La Cour suprême du Pakistan ordonne le transfert de l’ancien Premier ministre Imran Khan à l’hôpital en raison de préoccupations sanitaires
Islamabad [Pakistan] : Suite à des inquiétudes croissantes concernant son état de santé, la Cour suprême du Pakistan a ordonné mardi aux autorités de transférer l’ancien Premier ministre Imran Khan, actuellement incarcéré, à l’hôpital international Shifa d’Islamabad pour une évaluation de santé, rapporte 24brussels.
Un banc de trois juges de la Cour suprême, présidé par le juge Shahid Wahid et comprenant les juges Naeem Akhtar Afghan et Ishtiaq Ibrahim, a rendu cette décision sur la demande de Khan pour son hospitalisation. La cour a souligné les sévères restrictions et l’isolement imposés aux prisonniers politiques dans le pays et a ordonné aux autorités de garantir ses rencontres hebdomadaires avec des membres de sa famille. De plus, la cour a demandé la formation d’un conseil médical auquel son médecin personnel et sa sœur, Uzma Khan, devront être associés.
Des préoccupations ont été soulevées concernant des tentatives de dissimulation des informations sur la santé de Khan. Ses avocats et membres de sa famille ont reçu l’instruction de ne pas partager ses rapports médicaux avec les médias ni de politiser la question. L’ordre de la cour fait suite à un rapport soumis par le directeur de la prison d’Adiala, où Khan est incarcéré depuis août 2023, détaillant l’état de santé de l’ex-Premier ministre.
Ancien président du Pakistan, Arif Alvi, a indiqué que les rapports médicaux de Khan sont particulièrement alarmants. Dans un message sur le réseau social X, Alvi a exprimé son inquiétude quant à l’anxiété de Khan, à son hypertension et à une fréquence cardiaque élevée de 54 battements par minute, en avertissant que « l’isolement a des conséquences physiques sur son corps » et en appelant à un transfert immédiat vers un hôpital sous un panel de médecins indépendants.
Cette crise médicale se produit dans un contexte de blackout total d’accès imposé par les autorités. Les fils de Khan, Sulaiman et Kasim Khan, ont déclaré à CNN n’avoir reçu aucun compte rendu, aucun membre de la famille, avocat ou médecin n’ayant été autorisé à voir leur père depuis sept mois.
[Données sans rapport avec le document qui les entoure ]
fn bind_order<'q>(
    query: Query<'q, Postgres, PgArguments>,
    o: &'q Order,
) -> Result<Query<'q, Postgres, PgArguments>> {
    let tp_status = o.tp_status.as_ref().map(enum_text).transpose()?;
    let sl_status = o.sl_status.as_ref().map(enum_text).transpose()?;

    Ok(query
        .bind(to_db(o.id)?)
        .bind(&o.market_id)
        .bind(&o.client_order_id)
        .bind(to_db(o.owner_id)?)
        .bind(to_db(o.sub_account)?)
        .bind(enum_text(&o.side)?)
        .bind(enum_text(&o.order_type)?)
        .bind(enum_text(&o.stop)?)
        .bind(to_db(o.price)?)
        .bind(to_db(o.amount)?)
        .bind(to_db(o.stop_price)?)
        .bind(to_db(o.opposite_stop_price)?)
        .bind(to_db(o.locked_funds)?)
        .bind(to_db(o.used_funds)?)
        .bind(to_db(o.opposite_used_funds)?)
        .bind(to_db(o.filled_amount)?)
        .bind(to_db(o.filled_quote)?)
        .bind(to_db(o.fee_amount)?)
        .bind(enum_text(&o.status)?)
        .bind(o.created_at)
        .bind(o.updated_at)
        .bind(to_db(o.tp_price)?)
        .bind(to_db(o.sl_price)?)
        .bind(to_db(o.tp_rel)?)
        .bind(to_db(o.sl_rel)?)
        .bind(enum_text(&o.oto_type)?)
        .bind(to_db(o.trailing_stop_activation_price)?)
        .bind(to_db(o.trailing_stop_price)?)
        .bind(enum_text(&o.trailing_stop_price_type)?)
        .bind(to_db(o.trailing_watermark)?)
        .bind(o.triggered)
        .bind(opt_to_db(o.parent_order_id)?)
        .bind(opt_to_db(o.root_order_id)?)
        .bind(opt_to_db(o.tp_order_id)?)
        .bind(opt_to_db(o.sl_order_id)?)
        .bind(tp_status)
        .bind(sl_status)
        .bind(to_db(o.tp_filled_amount)?)
        .bind(to_db(o.sl_filled_amount)?)
        .bind(&o.ui)
        .bind(o.is_replace)
        .bind(to_db(o.previous_locked_funds)?)
        .bind(to_db(o.previous_opposite_locked_funds)?))
}

fn row_to_order(row: &PgRow) -> Result<Order> {
    let u = |name: &str| -> Result<u64> {
        let value: i64 = row.try_get(name).map_err(StorageError::from)?;
        Ok(from_db(value)?)
    };
    let opt_u = |name: &str| -> Result<Option<u64>> {
        let value: Option<i64> = row.try_get(name).map_err(StorageError::from)?;
        Ok(value.map(from_db).transpose()?)
    };
    let text = |name: &str| -> Result<String> {
        Ok(row.try_get::<String, _>(name).map_err(StorageError::from)?)
    };
    let opt_text = |name: &str| -> Result<Option<String>> {
        Ok(row
            .try_get::<Option<String>, _>(name)
            .map_err(StorageError::from)?)
    };
    let int = |name: &str| -> Result<i64> { Ok(row.try_get(name).map_err(StorageError::from)?) };
    let flag = |name: &str| -> Result<bool> { Ok(row.try_get(name).map_err(StorageError::from)?) };

    Ok(Order {
        id: u("id")?,
        client_order_id: opt_text("client_order_id")?,
        owner_id: u("owner_id")?,
        sub_account: u("sub_account")?,
        market_id: text("market_id")?,
        side: parse_enum("side", text("side")?)?,
        order_type: parse_enum("order_type", text("order_type")?)?,
        stop: parse_enum("stop", text("stop")?)?,
        price: u("price")?,
        amount: u("amount")?,
        stop_price: u("stop_price")?,
        opposite_stop_price: u("opposite_stop_price")?,
        locked_funds: u("locked_funds")?,
        used_funds: u("used_funds")?,
        opposite_used_funds: u("opposite_used_funds")?,
        filled_amount: u("filled_amount")?,
        filled_quote: u("filled_quote")?,
        fee_amount: u("fee_amount")?,
        status: parse_enum("status", text("status")?)?,
        created_at: int("created_at")?,
        updated_at: int("updated_at")?,
        tp_price: u("tp_price")?,
        sl_price: u("sl_price")?,
        tp_rel: u("tp_rel")?,
        sl_rel: u("sl_rel")?,
        oto_type: parse_enum("oto_type", text("oto_type")?)?,
        trailing_stop_activation_price: u("trailing_stop_activation_price")?,
        trailing_stop_price: u("trailing_stop_price")?,
        trailing_stop_price_type: parse_enum(
            "trailing_stop_price_type",
            text("trailing_stop_price_type")?,
        )?,
        trailing_watermark: u("trailing_watermark")?,
        triggered: flag("triggered")?,
        parent_order_id: opt_u("parent_order_id")?,
        root_order_id: opt_u("root_order_id")?,
        tp_order_id: opt_u("tp_order_id")?,
        sl_order_id: opt_u("sl_order_id")?,
        tp_status: opt_text("tp_status")?
            .map(|s| parse_enum("tp_status", s))
            .transpose()?,
        sl_status: opt_text("sl_status")?
            .map(|s| parse_enum("sl_status", s))
            .transpose()?,
        tp_filled_amount: u("tp_filled_amount")?,
        sl_filled_amount: u("sl_filled_amount")?,
        ui: opt_text("ui")?,
        is_replace: flag("is_replace")?,
        previous_locked_funds: u("previous_locked_funds")?,
        previous_opposite_locked_funds: u("previous_opposite_locked_funds")?,
    })
}

fn row_to_trade(row: &PgRow) -> Result<TradeRecord> {
    let u = |name: &str| -> Result<u64> {
        let value: i64 = row.try_get(name).map_err(StorageError::from)?;
        Ok(from_db(value)?)
    };
    let text = |name: &str| -> Result<String> {
        Ok(row.try_get::<String, _>(name).map_err(StorageError::from)?)
    };

    Ok(TradeRecord {
        id: u("id")?,
        market_id: text("market_id")?,
        seqid: u("seqid")?,
        price: u("price")?,
        volume: u("volume")?,
        quote_volume: u("quote_volume")?,
        taker_side: parse_enum("taker_side", text("taker_side")?)?,
        maker_order_id: u("maker_order_id")?,
        taker_order_id: u("taker_order_id")?,
        maker_id: u("maker_id")?,
        maker_sub_account: u("maker_sub_account")?,
        taker_id: u("taker_id")?,
        taker_sub_account: u("taker_sub_account")?,
        maker_fee: u("maker_fee")?,
        taker_fee: u("taker_fee")?,
        created_at: row.try_get("created_at").map_err(StorageError::from)?,
    })
}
Cette situation souligne le traitement sévère réservé par l’État aux opposants politiques.
Le déni des droits fondamentaux et le manque de transparence médicale ont déclenché un mécontentement généralisé, avec des partisans du parti Pakistan Tehreek-e-Insaf (PTI) de Khan organisant des manifestations à l’échelle nationale pour exiger la libération immédiate du fondateur du parti et de son épouse, Bushra Bibi. Les tactiques répressives de l’État résultent d’un long processus de répression politique suite au renversement de Khan par un vote de défiance parlementaire en 2022.
Incarcéré depuis 2023 sur des accusations que ses proches qualifient de motivées politiquement, Khan a effectivement été interdit, avec la direction de son parti, de participer aux élections générales de 2024. Cela met en lumière les efforts systématiques de l’administration soutenue par l’armée pour écraser l’opposition.